La Computer Misuse Act 1990 es una ley aprobada por el gobierno británico que tipifica y castiga los delitos informáticos en el Reino Unido. Su objetivo principal es proteger la integridad, disponibilidad y confidencialidad de los sistemas y los datos frente a accesos o modificaciones no autorizadas.
Delitos principales
La ley establece varios tipos de conductas delictivas. Las más relevantes pueden resumirse así:
- Acceso no autorizado a un ordenador: entrar en un sistema informático sin permiso (conocido habitualmente como «hacking»). Esto cubre tanto el acceso a un equipo como a redes o servicios.
- Acceso no autorizado con intención de cometer o facilitar un delito: acceder a un sistema con la intención de obtener datos, cometer fraude, chantaje u otros delitos relacionados. El uso de ordenadores para delitos como el chantaje o el fraude puede ser perseguido bajo esta ley y, a menudo, bajo otras normas complementarias.
- Modificación no autorizada de datos o programas: incluir la creación, distribución o puesta en funcionamiento de software malicioso (por ejemplo, virus informáticos), alterar ficheros o bloquear el funcionamiento de sistemas.
- Artículos y herramientas para delinquir: la ley y sus enmiendas también contemplan la fabricación, suministro u obtención de herramientas destinadas a cometer delitos informáticos (por ejemplo, malware o exploit kits).
Penas y alcance
Las sanciones dependen de la gravedad del delito, de si se trata de un procedimiento sumario o por delito grave y de la jurisdicción (Inglaterra y Gales, Escocia, Irlanda del Norte). Pueden incluir multas, órdenes de reparación y penas de prisión cuya duración varía según el tipo de ofensa y las enmiendas legislativas posteriores. Además, muchos delitos informáticos se persiguen conjuntamente con otras leyes (por ejemplo, las relativas al fraude), lo que puede aumentar las penas aplicables.
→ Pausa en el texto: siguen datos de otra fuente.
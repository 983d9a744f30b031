// 该文件是 Furniscan （家具识别） 项目的一部分。
// src/input/read_image_file.rs - 图像文件输入
//
// 本文件根据 Apache 许可证第 2.0 版（以下简称“许可证”）授权使用；
// 除非遵守该许可证条款，否则您不得使用本文件。
// 您可通过以下网址获取许可证副本：
// http://www.apache.org/licenses/LICENSE-2.0
// 除非适用法律要求或书面同意，根据本许可协议分发的软件均按“原样”提供，
// 不附带任何形式的明示或暗示的保证或条件。
// 有关许可权限与限制的具体条款，请参阅本许可协议。
//
// Copyright (C) 2026 Johann Li <me@qinka.pro>, Wareless Group

use std::path::{Path, PathBuf};

use image::ImageReader;
use thiserror::Error;
use tracing::{debug, error};
use url::Url;

use crate::{decoded_path, frame::Frame};

#[derive(Error, Debug)]
pub enum ImageFileInputError {
  #[error("URI scheme mismatch: expected 'image' or 'file', found '{0}'")]
  SchemeMismatch(String),
  #[error("Invalid path encoding: {0}")]
  PathEncoding(#[from] std::string::FromUtf8Error),
  #[error("I/O error on {}: {source}", .path.display())]
  IoError {
    path: PathBuf,
    source: std::io::Error,
  },
  #[error("Image loading error on {}: {source}", .path.display())]
  ImageLoadError {
    path: PathBuf,
    source: image::ImageError,
  },
}

const FILE_SCHEME: &str = "file";

/// 图像文件输入：`image://` 或 `file://` URL，以及普通文件路径
pub struct ImageFileInput;

impl ImageFileInput {
  pub const SCHEME: &'static str = "image";

  pub(crate) fn path_from_url(url: &Url) -> Result<PathBuf, ImageFileInputError> {
    if url.scheme() != Self::SCHEME && url.scheme() != FILE_SCHEME {
      error!(
        "URI scheme mismatch: expected '{}', found '{}'",
        Self::SCHEME,
        url.scheme()
      );
      return Err(ImageFileInputError::SchemeMismatch(url.scheme().to_string()));
    }
    Ok(decoded_path(url)?)
  }

  /// 读取并解码图像文件
  pub fn load_frame(path: impl AsRef<Path>) -> Result<Frame, ImageFileInputError> {
    let path = path.as_ref();
    debug!("读取图像文件: {}", path.display());

    let image = ImageReader::open(path)
      .and_then(|reader| reader.with_guessed_format())
      .map_err(|source| ImageFileInputError::IoError {
        path: path.to_path_buf(),
        source,
      })?
      .decode()
      .map_err(|source| ImageFileInputError::ImageLoadError {
        path: path.to_path_buf(),
        source,
      })?;

    debug!("图像尺寸: {}x{}", image.width(), image.height());
    Ok(Frame::new(path, image.into_rgb8()))
  }
}

#[cfg(test)]
mod tests {
  use super::*;

  #[test]
  fn decodes_a_png() {
    let dir = tempfile::tempdir().unwrap();
    let path = dir.path().join("desk.png");
    image::RgbImage::new(3, 2).save(&path).unwrap();

    let frame = ImageFileInput::load_frame(&path).unwrap();
    assert_eq!((frame.width(), frame.height()), (3, 2));
    assert_eq!(frame.file_name(), Some("desk.png"));
    assert_eq!(frame.source(), path.as_path());
  }

  #[test]
  fn missing_file_is_io_error() {
    let dir = tempfile::tempdir().unwrap();
    let result = ImageFileInput::load_frame(dir.path().join("missing.png"));
    assert!(matches!(result, Err(ImageFileInputError::IoError { .. })));
  }

  #[test]
  fn corrupt_file_is_load_error() {
    let dir = tempfile::tempdir().unwrap();
    let path = dir.path().join("busted_couch.jpg");
    std::fs::write(&path, b"\xff\xd8\xff\xe0 definitely not a jpeg").unwrap();

    let result = ImageFileInput::load_frame(&path);
    assert!(matches!(result, Err(ImageFileInputError::ImageLoadError { .. })));
  }

  #[test]
  fn path_from_url_checks_scheme() {
    let url = Url::parse("video:///tmp/a.mp4").unwrap();
    assert!(matches!(
      ImageFileInput::path_from_url(&url),
      Err(ImageFileInputError::SchemeMismatch(_))
    ));

    let url = Url::parse("image:///tmp/a.png").unwrap();
    assert_eq!(
      ImageFileInput::path_from_url(&url).unwrap(),
      PathBuf::from("/tmp/a.png")
    );
  }
}
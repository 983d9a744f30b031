// 该文件是 Furniscan （家具识别） 项目的一部分。
// src/detection.rs - 检测结果定义
//
// 本文件根据 Apache 许可证第 2.0 版（以下简称“许可证”）授权使用；
// 除非遵守该许可证条款，否则您不得使用本文件。
// 您可通过以下网址获取许可证副本：
// http://www.apache.org/licenses/LICENSE-2.0
// 除非适用法律要求或书面同意，根据本许可协议分发的软件均按“原样”提供，
// 不附带任何形式的明示或暗示的保证或条件。
// 有关许可权限与限制的具体条款，请参阅本许可协议。
//
// Copyright (C) 2026 Johann Li <me@qinka.pro>, Wareless Group

use serde::Deserialize;

/// 单个检测结果：类别标签与置信度
///
/// 置信度取值于 [0, 1]，创建后不可修改。
#[derive(Debug, Clone, PartialEq, Deserialize)]
pub struct Detection {
  category: String,
  #[serde(alias = "score")]
  confidence: f64,
}

impl Detection {
  pub fn new(category: impl Into<String>, confidence: f64) -> Self {
    Self {
      category: category.into(),
      confidence,
    }
  }

  pub fn category(&self) -> &str {
    &self.category
  }

  pub fn confidence(&self) -> f64 {
    self.confidence
  }
}

/// 一张图像的全部检测结果
///
/// 保留检测器给出的原始枚举顺序，允许为空。
#[derive(Debug, Clone, Default, PartialEq)]
pub struct DetectionSet {
  items: Box<[Detection]>,
}

impl DetectionSet {
  pub fn empty() -> Self {
    Self::default()
  }

  pub fn len(&self) -> usize {
    self.items.len()
  }

  pub fn is_empty(&self) -> bool {
    self.items.is_empty()
  }

  pub fn iter(&self) -> std::slice::Iter<'_, Detection> {
    self.items.iter()
  }

  pub fn as_slice(&self) -> &[Detection] {
    &self.items
  }
}

impl From<Vec<Detection>> for DetectionSet {
  fn from(items: Vec<Detection>) -> Self {
    Self {
      items: items.into_boxed_slice(),
    }
  }
}

impl FromIterator<Detection> for DetectionSet {
  fn from_iter<I: IntoIterator<Item = Detection>>(iter: I) -> Self {
    iter.into_iter().collect::<Vec<_>>().into()
  }
}

impl<'a> IntoIterator for &'a DetectionSet {
  type Item = &'a Detection;
  type IntoIter = std::slice::Iter<'a, Detection>;

  fn into_iter(self) -> Self::IntoIter {
    self.items.iter()
  }
}

#[cfg(test)]
mod tests {
  use super::*;

  #[test]
  fn keeps_native_order() {
    let set: DetectionSet = [("couch", 0.81), ("table", 0.81), ("chair", 0.4)]
      .into_iter()
      .map(|(c, s)| Detection::new(c, s))
      .collect();

    let categories: Vec<_> = set.iter().map(Detection::category).collect();
    assert_eq!(categories, ["couch", "table", "chair"]);
  }

  #[test]
  fn deserializes_score_alias() {
    let det: Detection = serde_json::from_str(r#"{"category": "lamp", "score": 0.5}"#).unwrap();
    assert_eq!(det, Detection::new("lamp", 0.5));
  }
}
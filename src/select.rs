// 该文件是 Furniscan （家具识别） 项目的一部分。
// src/select.rs - 最高置信度检测结果选择
//
// 本文件根据 Apache 许可证第 2.0 版（以下简称“许可证”）授权使用；
// 除非遵守该许可证条款，否则您不得使用本文件。
// 您可通过以下网址获取许可证副本：
// http://www.apache.org/licenses/LICENSE-2.0
// 除非适用法律要求或书面同意，根据本许可协议分发的软件均按“原样”提供，
// 不附带任何形式的明示或暗示的保证或条件。
// 有关许可权限与限制的具体条款，请参阅本许可协议。
//
// Copyright (C) 2026 Johann Li <me@qinka.pro>, Wareless Group

use thiserror::Error;
use tracing::warn;

use crate::detection::{Detection, DetectionSet};

/// 检测器正常运行但没有给出任何可用结果
#[derive(Error, Debug, Clone, Copy, PartialEq, Eq)]
#[error("检测结果为空")]
pub struct EmptyResultError;

/// 选出置信度最高的检测结果
///
/// 线性扫描，按数值比较置信度。置信度相同时保留先出现的一项，
/// 只有严格更大的置信度才会替换当前结果。置信度为 NaN 的项被跳过。
pub fn select_best(detections: &DetectionSet) -> Result<&Detection, EmptyResultError> {
  let mut best: Option<&Detection> = None;

  for detection in detections {
    let score = detection.confidence();
    if score.is_nan() {
      warn!("忽略置信度为 NaN 的检测结果: {}", detection.category());
      continue;
    }

    match best {
      Some(current) if score <= current.confidence() => {}
      _ => best = Some(detection),
    }
  }

  best.ok_or(EmptyResultError)
}
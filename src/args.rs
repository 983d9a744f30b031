// 该文件是 Furniscan （家具识别） 项目的一部分。
// src/args.rs - 项目参数配置
//
// 本文件根据 Apache 许可证第 2.0 版（以下简称“许可证”）授权使用；
// 除非遵守该许可证条款，否则您不得使用本文件。
// 您可通过以下网址获取许可证副本：
// http://www.apache.org/licenses/LICENSE-2.0
// 除非适用法律要求或书面同意，根据本许可协议分发的软件均按“原样”提供，
// 不附带任何形式的明示或暗示的保证或条件。
// 有关许可权限与限制的具体条款，请参阅本许可协议。
//
// Copyright (C) 2026 Johann Li <me@qinka.pro>, Wareless Group

use clap::Parser;
use url::Url;

/// Furniscan 项目参数配置
#[derive(Parser, Debug)]
#[command(author, version, about, long_about = None)]
pub struct Args {
  /// 检测模型
  /// 支持格式:
  /// - 回放记录: recorded:///path/detections.json
  /// - ONNX 模型: tract:///path/model.onnx?size=448&threshold=0.3
  #[arg(long, value_name = "MODEL")]
  pub model: Url,

  /// 用户声明的图像类别
  #[arg(long, value_name = "LABEL")]
  pub choice: String,

  /// 输出位置
  /// 支持格式:
  /// - 控制台: console:
  /// - JSON Lines: jsonl:///path/out.jsonl、jsonl://stdout 或 jsonl://-
  #[arg(long, default_value = "console:", value_name = "OUTPUT")]
  pub output: Url,

  /// 最多保留的检测结果数量，覆盖模型 URL 中的设置
  #[arg(long, value_name = "COUNT")]
  pub max_results: Option<usize>,

  /// 只处理第一张图像，出错时直接退出
  #[arg(long)]
  pub one_shot: bool,

  /// 输入图像（文件路径或 image:// URL）
  #[arg(required = true, value_name = "IMAGE")]
  pub images: Vec<String>,
}

#[cfg(test)]
mod tests {
  use super::*;

  #[test]
  fn parses_defaults() {
    let args = Args::try_parse_from([
      "furniscan",
      "--model",
      "recorded:///tmp/records.json",
      "--choice",
      "couch",
      "green_couch.png",
      "blue_couch.png",
    ])
    .unwrap();

    assert_eq!(args.output.scheme(), "console");
    assert_eq!(args.max_results, None);
    assert!(!args.one_shot);
    assert_eq!(args.images, ["green_couch.png", "blue_couch.png"]);
  }

  #[test]
  fn requires_images() {
    let result = Args::try_parse_from([
      "furniscan",
      "--model",
      "recorded:///tmp/records.json",
      "--choice",
      "couch",
    ]);
    assert!(result.is_err());
  }
}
Aplicación y desafíos probatorios
La prueba en casos de delitos informáticos requiere pericia técnica. Las direcciones IP por sí solas pueden no ser suficientes para atribuir un acto a una persona; suelen necesitarse registros de servidores, análisis forense de dispositivos, registros de acceso y cooperación con proveedores de servicios e instituciones internacionales. Aunque en los primeros años hubo dificultades prácticas para su aplicación, con el tiempo la actuación policial, los equipos de investigación forense y la cooperación internacional han permitido aumentar el número de investigaciones y condenas relacionadas con la ley.
Investigación legítima y actividades autorizadas
La ley distingue entre acceso no autorizado y actividades realizadas con autorización. La investigación de seguridad responsable (por ejemplo, pruebas de penetración contratadas o divulgación responsable de vulnerabilidades) debe realizarse siempre con consentimiento escrito y límites claros para evitar responsabilidad penal. Si una persona excede el permiso concedido o actúa sin autorización, puede incurrir en responsabilidad bajo la Computer Misuse Act.
Enmiendas y evolución
Desde 1990 la ley ha sido enmendada en varias ocasiones para adaptarse a nuevas técnicas y amenazas (por ejemplo, ampliando tipos penales y contemplando la fabricación o distribución de herramientas maliciosas). Las políticas de aplicación y la tecnología forense también han evolucionado, por lo que la interpretación práctica de la ley continúa desarrollándose.
Si trabajas en seguridad informática o gestionas sistemas, es recomendable conocer bien la normativa aplicable, documentar y obtener autorizaciones por escrito para pruebas y consultar con asesores legales cuando exista duda sobre la legalidad de una actividad.